É tão natural como qualquer outra saia-gema

O sal rosa vende-se com frequência como "sem refinar" e "mais pura". No entanto, quando se analisa em laboratório, aparece uma realidade menos instagramable: há variabilidad importante entre mostras e, em alguns estudos, aparece contaminação em certas mostras. De novo em Austrália, uma análise de 31 sais rosas encontrou grande variação de minerales e assinalou que uma das mostras tinha uma quantidade de chumbo acima do máximo permitido ali. Outro trabalho analisou diferentes sais gourmet (incluída o sal rosa do Himalaya) e encontrou elementos com verdadeiro potencial benéfico, mas também outros com verdadeiro potencial de toxicidad.

Não se afirma que o sal rosa do Himalaya seja tóxica. Mas há que ter em conta que não há um motivo razoável para pagar um plus por uma suposta superioridad sanitária quando a composição pode ser variável, em especial quando não sempre está melhor controlada que o sal comum.

Um sal muito pija

Estes sais "premium" comercializam-se com um preço exorbitado em frente ao sal comum. Um sobreprecio que poderia, chegado o caso, a se explicar em base a questões gastronómicas unidas a sua textura, tamanho de grão, e aspecto. Mas o problema é quando o sobreprecio se justifica pela saúde. Este sal, nem nenhuma outra desintoxica, alcaliniza, contribui minerales essenciais, nem alinha os chacras. Essa parte, como muitas outras com este sal, é sozinho marketing.

Respeitar as normas européias

Se quer-se adquirir sal rosa do Himalaya em nosso contexto, há que recordar que, já seja um produto de dentro ou de fora de nossas fronteiras, as declarações nutricionais e de saúde que inclua estarão (ou deveriam estar) reguladas pelo Regulamento (CE) 1924/2006, e a Comissão Européia que só se permite alegações sob condições específicas e com base científica. E não há nem uma sozinha destas alegações permitidas para o sal rosa do Himalaya.

Caduca este sal?

O sal que se comercializa como do Himalaya, procedente em sua maior parte de "Salt Range" se formou faz uns 545 milhões de anos. É um sal muito, mas que muito antiga.

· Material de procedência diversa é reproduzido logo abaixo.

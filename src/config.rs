//! Configuration management for the agent gateway.
//!
//! Configuration can be set via environment variables:
//! - `AGENT_GATEWAY_BASE_URL` - Optional. Base URL peers are called through. Defaults to `http://localhost:8080`.
//! - `AGENT_ORCHESTRATION_MAX_DEPTH` - Optional. Maximum delegation hops. Defaults to `3`.
//! - `OPENAI_API_KEY` - Optional. LLM API key. Defaults to `demo-key-not-set`, which disables LLM calls.
//! - `LLM_BASE_URL` - Optional. OpenAI-compatible API root. Defaults to `https://api.openai.com/v1`.
//! - `DEFAULT_MODEL` - Optional. Model used for every chat call. Defaults to `gpt-4o-mini`.
//! - `DATABASE_PATH` - Optional. SQLite database file. Defaults to `agents.db`.
//! - `HOST` - Optional. Server host. Defaults to `0.0.0.0`.
//! - `PORT` - Optional. Server port. Defaults to `8080`.

use std::path::PathBuf;
use thiserror::Error;

/// Placeholder API key that keeps the gateway serving canned replies.
pub const DEMO_API_KEY: &str = "demo-key-not-set";

pub const DEFAULT_GATEWAY_BASE_URL: &str = "http://localhost:8080";
pub const DEFAULT_MAX_DELEGATION_DEPTH: u32 = 3;
pub const DEFAULT_LLM_BASE_URL: &str = "https://api.openai.com/v1";
pub const DEFAULT_MODEL: &str = "gpt-4o-mini";

#[derive(Debug, Error)]
pub enum ConfigError {
    #[error("Invalid value for {0}: {1}")]
    InvalidValue(String, String),
}

/// Gateway configuration.
#[derive(Debug, Clone)]
pub struct Config {
    /// LLM API key (`DEMO_API_KEY` when unset)
    pub api_key: Option<String>,

    /// OpenAI-compatible API root
    pub llm_base_url: String,

    /// Model identifier sent with each chat call
    pub default_model: String,

    /// Base URL used by delegation tools to reach peers (no trailing slash)
    pub gateway_base_url: String,

    /// Requests arriving deeper than this are refused
    pub max_delegation_depth: u32,

    /// SQLite database holding agent definitions
    pub database_path: PathBuf,

    /// Server host
    pub host: String,

    /// Server port
    pub port: u16,
}

impl Config {
    /// Load configuration from environment variables.
    ///
    /// # Errors
    ///
    /// Returns `ConfigError::InvalidValue` if a numeric or URL variable cannot be parsed.
    pub fn from_env() -> Result<Self, ConfigError> {
        let api_key = std::env::var("OPENAI_API_KEY")
            .ok()
            .filter(|k| !k.trim().is_empty())
            .or_else(|| Some(DEMO_API_KEY.to_string()));

        let llm_base_url = std::env::var("LLM_BASE_URL")
            .unwrap_or_else(|_| DEFAULT_LLM_BASE_URL.to_string());
        let llm_base_url = normalize_base_url("LLM_BASE_URL", &llm_base_url)?;

        let default_model =
            std::env::var("DEFAULT_MODEL").unwrap_or_else(|_| DEFAULT_MODEL.to_string());

        let gateway_base_url = std::env::var("AGENT_GATEWAY_BASE_URL")
            .unwrap_or_else(|_| DEFAULT_GATEWAY_BASE_URL.to_string());
        let gateway_base_url = normalize_base_url("AGENT_GATEWAY_BASE_URL", &gateway_base_url)?;

        let max_delegation_depth = std::env::var("AGENT_ORCHESTRATION_MAX_DEPTH")
            .unwrap_or_else(|_| DEFAULT_MAX_DELEGATION_DEPTH.to_string())
            .trim()
            .parse()
            .map_err(|e| {
                ConfigError::InvalidValue(
                    "AGENT_ORCHESTRATION_MAX_DEPTH".to_string(),
                    format!("{}", e),
                )
            })?;

        let database_path = std::env::var("DATABASE_PATH")
            .map(PathBuf::from)
            .unwrap_or_else(|_| PathBuf::from("agents.db"));

        let host = std::env::var("HOST").unwrap_or_else(|_| "0.0.0.0".to_string());

        let port = std::env::var("PORT")
            .unwrap_or_else(|_| "8080".to_string())
            .parse()
            .map_err(|e| ConfigError::InvalidValue("PORT".to_string(), format!("{}", e)))?;

        Ok(Self {
            api_key,
            llm_base_url,
            default_model,
            gateway_base_url,
            max_delegation_depth,
            database_path,
            host,
            port,
        })
    }

    /// Create a config with custom values (useful for testing).
    pub fn new(api_key: impl Into<String>, gateway_base_url: impl Into<String>) -> Self {
        Self {
            api_key: Some(api_key.into()),
            llm_base_url: DEFAULT_LLM_BASE_URL.to_string(),
            default_model: DEFAULT_MODEL.to_string(),
            gateway_base_url: gateway_base_url.into().trim_end_matches('/').to_string(),
            max_delegation_depth: DEFAULT_MAX_DELEGATION_DEPTH,
            database_path: PathBuf::from(":memory:"),
            host: "127.0.0.1".to_string(),
            port: 8080,
        }
    }

    /// Set the maximum delegation depth.
    pub fn with_max_delegation_depth(mut self, depth: u32) -> Self {
        self.max_delegation_depth = depth;
        self
    }

    /// Whether real LLM calls are possible (key present and not the demo placeholder).
    pub fn llm_enabled(&self) -> bool {
        match self.api_key.as_deref() {
            Some(key) => key != DEMO_API_KEY,
            None => false,
        }
    }
}

/// Validate a base URL and strip any trailing slash.
fn normalize_base_url(name: &str, raw: &str) -> Result<String, ConfigError> {
    url::Url::parse(raw.trim())
        .map_err(|e| ConfigError::InvalidValue(name.to_string(), format!("{}", e)))?;
    Ok(raw.trim().trim_end_matches('/').to_string())
}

Na UE, o sal de cozinha nem tão sequer está obrigada a levar a indicação de "consumo preferente" (muito menos data de caducidad"). Sem embago, pese a não estar obrigados, alguns fabricantes sim que incluem este dado por duas possíveis razões (legais ambas):

  • Para cobrir certos aspectos de qualidade, não de segurança: O sal não se estraga como um yogur, mas pode apelmazarse por humidade, apanhar cheiros se se contamina, etc. Pôr uma data permite-lhes dizer que até dita data se garante que estará como recém comprada.
  • Se estivéssemos ante um sal yodada, o yodo acrescentado pode diminuir durante armazenamento. E o yodo de sublima com facilidade. Isto dá uma razão prática para pôr uma data: até ela se garante a presença do yodo que se declara na etiqueta.

Não ganha inteiros por usar um molinillo

Nenhum sal tem elementos voláteis que valha a pena preservar para que se libertem no momento de sua adição. Isto sim que passa, por exemplo, com a pimienta, que é melhor a ter em grão e usar um molinillo no momento da acrescentar ao plato para que se libertem seus compostos aromáticos.

Usar um molinillo para pôr sal do himalaya só faz sentido quando o molinillo é trasparente e queres fardar de que tens sal do Himalaya. Mas salvo esta, não vais encontrar nenhuma vantagem nesta prática.